■ BRIEF ■
Can you pull out each line of the data below that includes the word "HostSet"?

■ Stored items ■
--- --- ---

//! Checkpointed, drop-protected membership tracking

use std::path::PathBuf;
use std::sync::Arc;
use std::time::Duration;

use arc_swap::ArcSwap;
use tokio::io::ErrorKind;
use tokio::sync::{Mutex, RwLock, oneshot};
use tokio::task::JoinHandle;
use tracing::{debug, info, warn};

use crate::{Host, HostSet, MembershipError, MembershipSource};

/// Default interval between membership refreshes.
const DEFAULT_REFRESH_INTERVAL: Duration = Duration::from_secs(60);

/// Default maximum fractional shrinkage accepted without rejection.
const DEFAULT_DROP_RATIO: f64 = 0.5;

/// State for the background refresh task.
struct TaskState {
    refresh_task: Option<JoinHandle<()>>,
    shutdown_signal: Option<oneshot::Sender<()>>,
}

/// Configuration for the membership tracker.
#[derive(Clone, Debug)]
pub struct MembershipTrackerConfig {
    /// Path of the local checkpoint of the last accepted host set.
    pub checkpoint_path: PathBuf,
    /// Candidate host sets smaller than `(1 - drop_ratio)` of the previous
    /// snapshot are rejected.
    pub drop_ratio: f64,
    /// Interval at which the source is polled.
    pub refresh_interval: Duration,
}

impl MembershipTrackerConfig {
    /// Configuration with default cadence and drop ratio.
    pub fn new(checkpoint_path: impl Into<PathBuf>) -> Self {
        Self {
            checkpoint_path: checkpoint_path.into(),
            drop_ratio: DEFAULT_DROP_RATIO,
            refresh_interval: DEFAULT_REFRESH_INTERVAL,
        }
    }
}

/// Tracks cluster membership from a [`MembershipSource`].
///
/// The tracker publishes immutable [`HostSet`] snapshots. Each accepted
/// snapshot is persisted to a local checkpoint so a restart can bootstrap from
/// the last known-good set even when the source is unreachable. A candidate
/// set that shrinks past the drop ratio is rejected, guarding against a source
/// that returns a spuriously small list during a partial outage.
pub struct MembershipTracker<S>
where
    S: MembershipSource,
{
    source: Arc<S>,
    current: Arc<ArcSwap<Vec<Host>>>,
    config: MembershipTrackerConfig,
    /// Serializes refreshes: overlapping scheduled refreshes never run
    /// concurrently.
    refresh_guard: Arc<Mutex<()>>,
    task_state: Arc<RwLock<TaskState>>,
}

impl<S> MembershipTracker<S>
where
    S: MembershipSource,
{
    /// Create a new tracker. No snapshot is published until [`Self::start`]
    /// or [`Self::refresh`] runs.
    pub fn new(source: Arc<S>, config: MembershipTrackerConfig) -> Self {
        Self {
            source,
            current: Arc::new(ArcSwap::from_pointee(Vec::new())),
            config,
            refresh_guard: Arc::new(Mutex::new(())),
            task_state: Arc::new(RwLock::new(TaskState {
                refresh_task: None,
                shutdown_signal: None,
            })),
        }
    }

    /// The most recently accepted host-set snapshot.
    ///
    /// Lock-free; concurrent readers never observe a partially updated set.
    pub fn current_hosts(&self) -> HostSet {
        self.current.load_full()
    }

    /// Poll the source once and publish the candidate set if acceptable.
    ///
    /// Drop-ratio rejection is not an error: the previous snapshot is kept
    /// and a warning is logged.
    ///
    /// # Errors
    ///
    /// Returns an error if the source fails to produce a member list. The
    /// previous snapshot remains published.
    pub async fn refresh(&self) -> Result<(), MembershipError> {
        let _guard = self.refresh_guard.lock().await;

        let candidate = self
            .source
            .members()
            .await
            .map_err(|e| MembershipError::Source(e.to_string()))?;

        let previous = self.current.load();
        let minimum = (1.0 - self.config.drop_ratio) * previous.len() as f64;
        if (candidate.len() as f64) < minimum {
            warn!(
                "rejecting membership update: candidate has {} hosts, previous {} (drop ratio {})",
                candidate.len(),
                previous.len(),
                self.config.drop_ratio
            );
            return Ok(());
        }

        if let Err(e) = self.write_checkpoint(&candidate).await {
            warn!("failed to persist membership checkpoint: {}", e);
        }

        if **previous != candidate {
            info!("membership updated: {} hosts", candidate.len());
        } else {
            debug!("membership unchanged: {} hosts", candidate.len());
        }
        self.current.store(Arc::new(candidate));

        Ok(())
    }

    /// Start the tracker: bootstrap from checkpoint, refresh once, then keep
    /// refreshing on the configured cadence until shutdown.
    ///
    /// Source unavailability at startup is non-fatal as long as a checkpoint
    /// exists or membership can be empty for now.
    pub async fn start(&self) -> Result<(), MembershipError> {
        match self.load_checkpoint().await {
            Ok(Some(hosts)) => {
                info!("bootstrapped membership from checkpoint: {} hosts", hosts.len());
                self.current.store(Arc::new(hosts));
            }
            Ok(None) => debug!("no membership checkpoint found"),
            Err(e) => warn!("failed to load membership checkpoint: {}", e),
        }

        if let Err(e) = self.refresh().await {
            warn!("initial membership refresh failed, serving last snapshot: {}", e);
        }

        self.start_refresh_task().await;

        Ok(())
    }

    /// Stop the background refresh task.
    pub async fn shutdown(&self) {
        let mut state = self.task_state.write().await;

        if let Some(shutdown_signal) = state.shutdown_signal.take() {
            let _ = shutdown_signal.send(());
        }

        if let Some(task) = state.refresh_task.take() {
            match tokio::time::timeout(Duration::from_secs(5), task).await {
                Ok(Ok(())) => debug!("membership refresh task completed"),
                Ok(Err(e)) => warn!("membership refresh task failed: {}", e),
                Err(_) => warn!("membership refresh task timed out"),
            }
        }
    }

    async fn start_refresh_task(&self) {
        let (shutdown_tx, mut shutdown_rx) = oneshot::channel();
        let tracker = self.clone();

        let task = tokio::spawn(async move {
            let mut interval = tokio::time::interval(tracker.config.refresh_interval);
            interval.set_missed_tick_behavior(tokio::time::MissedTickBehavior::Skip);
            // The immediate first tick duplicates the startup refresh.
            interval.tick().await;

            loop {
                tokio::select! {
                    _ = interval.tick() => {
                        if let Err(e) = tracker.refresh().await {
                            warn!("membership refresh failed, serving last snapshot: {}", e);
                        }
                    }
                    _ = &mut shutdown_rx => {
                        info!("membership refresh task shutting down");
                        break;
                    }
                }
            }
        });

        let mut state = self.task_state.write().await;
        state.refresh_task = Some(task);
        state.shutdown_signal = Some(shutdown_tx);
    }

    async fn write_checkpoint(&self, hosts: &[Host]) -> Result<(), MembershipError> {
        let mut encoded = Vec::new();
        ciborium::ser::into_writer(&hosts, &mut encoded)
            .map_err(|e| MembershipError::CheckpointEncode(e.to_string()))?;

        if let Some(parent) = self.config.checkpoint_path.parent() {
            tokio::fs::create_dir_all(parent)
                .await
                .map_err(|e| MembershipError::Checkpoint("create dir", e))?;
        }

        tokio::fs::write(&self.config.checkpoint_path, encoded)
            .await
            .map_err(|e| MembershipError::Checkpoint("write", e))
    }

    async fn load_checkpoint(&self) -> Result<Option<Vec<Host>>, MembershipError> {
        let data = match tokio::fs::read(&self.config.checkpoint_path).await {
            Ok(data) => data,
            Err(ref e) if e.kind() == ErrorKind::NotFound => return Ok(None),
            Err(e) => return Err(MembershipError::Checkpoint("read", e)),
        };

        let hosts = ciborium::de::from_reader(data.as_slice())
            .map_err(|e| MembershipError::CheckpointDecode(e.to_string()))?;

        Ok(Some(hosts))
    }
}

impl<S> Clone for MembershipTracker<S>
where
    S: MembershipSource,
{
    fn clone(&self) -> Self {
        Self {
            source: Arc::clone(&self.source),
            current: Arc::clone(&self.current),
            config: self.config.clone(),
            refresh_guard: Arc::clone(&self.refresh_guard),
            task_state: Arc::clone(&self.task_state),
        }
    }
}

#[cfg(test)]
mod tests {
    use super::*;
    use crate::test_helpers::StaticMembershipSource;

    fn hosts(names: &[&str]) -> Vec<Host> {
        names.iter().map(|n| Host::new(*n, 9000)).collect()
    }

    fn tracker_with(
        source: StaticMembershipSource,
        checkpoint: PathBuf,
    ) -> MembershipTracker<StaticMembershipSource> {
        MembershipTracker::new(Arc::new(source), MembershipTrackerConfig::new(checkpoint))
    }

    #[tokio::test]
    async fn test_refresh_publishes_candidate() {
        let dir = tempfile::tempdir().unwrap();
        let source = StaticMembershipSource::new(hosts(&["a", "b", "c"]));
        let tracker = tracker_with(source, dir.path().join("hosts"));

        tracker.refresh().await.unwrap();

        assert_eq!(*tracker.current_hosts(), hosts(&["a", "b", "c"]));
    }

    #[tokio::test]
    async fn test_drop_ratio_rejects_shrunken_candidate() {
        let dir = tempfile::tempdir().unwrap();
        let source = StaticMembershipSource::new(hosts(&["a", "b", "c", "d"]));
        let tracker = tracker_with(source.clone(), dir.path().join("hosts"));
        tracker.refresh().await.unwrap();

        // 1 of 4 is below the 0.5 drop ratio floor of 2.
        source.set_hosts(hosts(&["a"])).await;
        tracker.refresh().await.unwrap();
        assert_eq!(*tracker.current_hosts(), hosts(&["a", "b", "c", "d"]));

        // Exactly half is accepted.
        source.set_hosts(hosts(&["a", "b"])).await;
        tracker.refresh().await.unwrap();
        assert_eq!(*tracker.current_hosts(), hosts(&["a", "b"]));
    }

    #[tokio::test]
    async fn test_source_failure_keeps_previous_snapshot() {
        let dir = tempfile::tempdir().unwrap();
        let source = StaticMembershipSource::new(hosts(&["a", "b"]));
        let tracker = tracker_with(source.clone(), dir.path().join("hosts"));
        tracker.refresh().await.unwrap();

        source.set_failing(true);
        assert!(tracker.refresh().await.is_err());
        assert_eq!(*tracker.current_hosts(), hosts(&["a", "b"]));
    }

    #[tokio::test]
    async fn test_restart_bootstraps_from_checkpoint() {
        let dir = tempfile::tempdir().unwrap();
        let checkpoint = dir.path().join("hosts");

        let source = StaticMembershipSource::new(hosts(&["a", "b", "c"]));
        let tracker = tracker_with(source, checkpoint.clone());
        tracker.refresh().await.unwrap();

        // A fresh tracker whose source is down still serves the checkpoint.
        let dead = StaticMembershipSource::new(Vec::new());
        dead.set_failing(true);
        let restarted = tracker_with(dead, checkpoint);
        restarted.start().await.unwrap();

        assert_eq!(*restarted.current_hosts(), hosts(&["a", "b", "c"]));
        restarted.shutdown().await;
    }

    #[tokio::test]
    async fn test_corrupt_checkpoint_is_ignored_on_start() {
        let dir = tempfile::tempdir().unwrap();
        let checkpoint = dir.path().join("hosts");
        tokio::fs::write(&checkpoint, b"not a checkpoint").await.unwrap();

        let dead = StaticMembershipSource::new(Vec::new());
        dead.set_failing(true);
        let tracker = tracker_with(dead, checkpoint);
        tracker.start().await.unwrap();

        assert!(tracker.current_hosts().is_empty());
        tracker.shutdown().await;
    }

    #[tokio::test]
    async fn test_shutdown_stops_refresh_task() {
        let dir = tempfile::tempdir().unwrap();
        let source = StaticMembershipSource::new(hosts(&["a"]));
        let tracker = tracker_with(source, dir.path().join("hosts"));

        tracker.start().await.unwrap();
        tracker.shutdown().await;
    }
}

--- --- ---

■ ANSWER BOX ■
use crate::{Host, HostSet, MembershipError, MembershipSource};
/// The tracker publishes immutable [`HostSet`] snapshots. Each accepted
    pub fn current_hosts(&self) -> HostSet {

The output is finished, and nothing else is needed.